Sunday, 16 August 2009

Little bits

This one time when I was pretending to be an artist, my definition of art was vaguely something that makes the viewer see things in the way the artist wants them to. I thought it was quite neat.

So the other week, when I saw MJ Hibbett's Dinosaur Planet, there was this song about how scientists all add just a little bit to mankind progress rather than great huge bits that get on the news, when I heard him play it, I instantly thought of this blog post about sliced bread that I'd read months before.

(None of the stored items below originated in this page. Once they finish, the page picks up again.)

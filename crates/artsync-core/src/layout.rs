//! Local placement of downloaded artifacts.
//!
//! A target path is `working_dir / target_dir / relative_path`, where the
//! relative path is either kept whole (hierarchical layout) or reduced to its
//! last segment (flat layout). Pure path arithmetic; nothing here touches disk.

use std::path::{Path, PathBuf};

fn is_separator(c: char) -> bool {
    c == '/' || c == '\\'
}

/// Lexically normalizes `path` into segments: drops empty and `.` segments,
/// and lets `..` remove the previous segment but never climb above the start.
fn normalized_segments(path: &str) -> Vec<&str> {
    let mut out: Vec<&str> = Vec::new();
    for segment in path.split(is_separator) {
        match segment {
            "" | "." => {}
            ".." => {
                out.pop();
            }
            s => out.push(s),
        }
    }
    out
}

/// Returns the part of `relative_path` that is placed under the target
/// directory: the final segment when `flat` is set and the path is nested,
/// otherwise the path unchanged.
pub fn download_relative_path(relative_path: &str, flat: bool) -> &str {
    if flat {
        if let Some(idx) = relative_path.rfind(is_separator) {
            return &relative_path[idx + 1..];
        }
    }
    relative_path
}

/// Resolves the absolute local path of an artifact.
///
/// `target_dir` is always taken relative to `working_dir` and cannot climb out
/// of it; `relative_path` likewise cannot climb out of the target directory.
///
/// # Examples
///
/// - `("/w", "out", "a/b/c.txt", true)` → `/w/out/c.txt`
/// - `("/w", "out", "a/b/c.txt", false)` → `/w/out/a/b/c.txt`
pub fn resolve_target_path(
    working_dir: &Path,
    target_dir: &str,
    relative_path: &str,
    flat: bool,
) -> PathBuf {
    let mut path = working_dir.to_path_buf();
    for segment in normalized_segments(target_dir) {
        path.push(segment);
    }
    for segment in normalized_segments(download_relative_path(relative_path, flat)) {
        path.push(segment);
    }
    path
}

Here's a video that's recently appeared on YouTube of the song "A Little Bit" from Dinosaur Planet recorded at the Edinburgh Fringe


And here's the relevant bits of the blogpost on Cafe Hayek
In fact, think of human material prosperity as being like water contained in a gargantuan swimming pool. The higher the “water” level, the greater is our prosperity. Call it the “prosperity level” in the prosperity pool.

How is this pool filled? Mostly, small drop by small drop. Countless people line the edge of the pool, each dripping in a drop or two of additional “water” – additional prosperity – from time to time. Very few single drops have any noticeable effect on the prosperity level. Had water noodles never been invented and produced, no one would have noticed. Ditto for almost everything else that comes available on the
market – new shades of paint color for homes; improved quality of stereo speakers; improved food-freezing techniques; slightly longer-lasting light bulbs; a new fusion cuisine; a more-efficient machine for weaving fabric; improved corkage for wine. The list is practically endless.

A very few drops are large – say, the polio vaccine, and Henry Ford’s innovation for producing automobiles. But almost all drops are tiny. These tiny drops, though, together result in an enormously high level of material prosperity.